*Description of the task*
Output all of the data verbatim.
>>>>
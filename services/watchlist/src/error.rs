//! Error taxonomy for the watchlist
//!
//! Component errors convert into [`WatchlistError`], which every façade call
//! returns. Only [`WatchlistError::NoBuffers`] is worth retrying.

use feed_types::ids::{ServiceId, StreamId};
use feed_types::errors::ModelError;
use thiserror::Error;

use crate::codec::CodecError;
use crate::config::ConfigError;
use crate::transport::TransportError;

/// Errors raised by the stream pool.
#[derive(Error, Debug, Clone, PartialEq, Eq)]
pub enum PoolError {
    #[error("stream pool exhausted at capacity {capacity}")]
    Exhausted { capacity: usize },

    #[error("stream pool failed to grow from {capacity} slots")]
    GrowthFailed { capacity: usize },

    #[error("stream handle does not refer to a live stream")]
    UnknownHandle,
}

/// Errors raised while validating or tracking a post.
#[derive(Error, Debug, Clone, PartialEq, Eq)]
pub enum PostError {
    #[error("post requesting an acknowledgement has no post id")]
    MissingPostId,

    #[error("multi-part post has no sequence number")]
    MissingSeqNum,

    #[error("posts are not allowed on administrative domains")]
    AdministrativeDomain,

    #[error("post id {post_id} with sequence {seq_num:?} is already awaiting an acknowledgement")]
    Duplicate { post_id: u32, seq_num: Option<u32> },

    #[error("too many outstanding posts (limit {limit})")]
    TooManyOutstanding { limit: usize },
}

/// Errors raised while applying directory entries to the service cache.
#[derive(Error, Debug, Clone, PartialEq, Eq)]
pub enum ServiceCacheError {
    #[error("service id {0} already exists")]
    DuplicateId(ServiceId),

    #[error("service name {0} already exists")]
    DuplicateName(String),
}

/// Top-level watchlist error.
#[derive(Error, Debug, Clone, PartialEq)]
pub enum WatchlistError {
    #[error("invalid usage: {reason}")]
    InvalidUsage { reason: String },

    #[error("no buffers available")]
    NoBuffers,

    #[error("channel failure: {reason}")]
    ChannelFailure { reason: String },

    #[error("channel is not connected")]
    NotConnected,

    #[error("unknown stream {0}")]
    UnknownStream(StreamId),

    #[error("invalid message: {0}")]
    Model(#[from] ModelError),

    #[error("pool error: {0}")]
    Pool(#[from] PoolError),

    #[error("post error: {0}")]
    Post(#[from] PostError),

    #[error("service cache error: {0}")]
    ServiceCache(#[from] ServiceCacheError),

    #[error("codec error: {0}")]
    Codec(#[from] CodecError),

    #[error("transport error: {0}")]
    Transport(TransportError),

    #[error("configuration error: {0}")]
    Config(#[from] ConfigError),
}

impl WatchlistError {
    pub fn invalid_usage(reason: impl Into<String>) -> Self {
        Self::InvalidUsage {
            reason: reason.into(),
        }
    }

    /// Returns true if the caller should try again after the next dispatch.
    pub fn is_retryable(&self) -> bool {
        matches!(self, Self::NoBuffers)
    }

    /// Returns true for misuse the caller must fix before resubmitting.
    pub fn is_invalid_usage(&self) -> bool {
        matches!(self, Self::InvalidUsage { .. } | Self::Model(_) | Self::Post(_))
    }
}

impl From<TransportError> for WatchlistError {
    fn from(err: TransportError) -> Self {
        match err {
            TransportError::NoBuffers => Self::NoBuffers,
            other => Self::Transport(other),
        }
    }
}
<<<<
*Finished exercise*
filename services/watchlist/src/error.rs
//! Error taxonomy for the watchlist
//!
//! Component errors convert into [`WatchlistError`], which every façade call
//! returns. Only [`WatchlistError::NoBuffers`] is worth retrying.

use feed_types::ids::{ServiceId, StreamId};
use feed_types::errors::ModelError;
use thiserror::Error;

use crate::codec::CodecError;
use crate::config::ConfigError;
use crate::transport::TransportError;

/// Errors raised by the stream pool.
#[derive(Error, Debug, Clone, PartialEq, Eq)]
pub enum PoolError {
    #[error("stream pool exhausted at capacity {capacity}")]
    Exhausted { capacity: usize },

    #[error("stream pool failed to grow from {capacity} slots")]
    GrowthFailed { capacity: usize },

    #[error("stream handle does not refer to a live stream")]
    UnknownHandle,
}

/// Errors raised while validating or tracking a post.
#[derive(Error, Debug, Clone, PartialEq, Eq)]
pub enum PostError {
    #[error("post requesting an acknowledgement has no post id")]
    MissingPostId,

    #[error("multi-part post has no sequence number")]
    MissingSeqNum,

    #[error("posts are not allowed on administrative domains")]
    AdministrativeDomain,

    #[error("post id {post_id} with sequence {seq_num:?} is already awaiting an acknowledgement")]
    Duplicate { post_id: u32, seq_num: Option<u32> },

    #[error("too many outstanding posts (limit {limit})")]
    TooManyOutstanding { limit: usize },
}

/// Errors raised while applying directory entries to the service cache.
#[derive(Error, Debug, Clone, PartialEq, Eq)]
pub enum ServiceCacheError {
    #[error("service id {0} already exists")]
    DuplicateId(ServiceId),

    #[error("service name {0} already exists")]
    DuplicateName(String),
}

/// Top-level watchlist error.
#[derive(Error, Debug, Clone, PartialEq)]
pub enum WatchlistError {
    #[error("invalid usage: {reason}")]
    InvalidUsage { reason: String },

    #[error("no buffers available")]
    NoBuffers,

    #[error("channel failure: {reason}")]
    ChannelFailure { reason: String },

    #[error("channel is not connected")]
    NotConnected,

    #[error("unknown stream {0}")]
    UnknownStream(StreamId),

    #[error("invalid message: {0}")]
    Model(#[from] ModelError),

    #[error("pool error: {0}")]
    Pool(#[from] PoolError),

    #[error("post error: {0}")]
    Post(#[from] PostError),

    #[error("service cache error: {0}")]
    ServiceCache(#[from] ServiceCacheError),

    #[error("codec error: {0}")]
    Codec(#[from] CodecError),

    #[error("transport error: {0}")]
    Transport(TransportError),

    #[error("configuration error: {0}")]
    Config(#[from] ConfigError),
}

impl WatchlistError {
    pub fn invalid_usage(reason: impl Into<String>) -> Self {
        Self::InvalidUsage {
            reason: reason.into(),
        }
    }

    /// Returns true if the caller should try again after the next dispatch.
    pub fn is_retryable(&self) -> bool {
        matches!(self, Self::NoBuffers)
    }

    /// Returns true for misuse the caller must fix before resubmitting.
    pub fn is_invalid_usage(&self) -> bool {
        matches!(self, Self::InvalidUsage { .. } | Self::Model(_) | Self::Post(_))
    }
}

impl From<TransportError> for WatchlistError {
    fn from(err: TransportError) -> Self {
        match err {
            TransportError::NoBuffers => Self::NoBuffers,
            other => Self::Transport(other),
        }
    }
}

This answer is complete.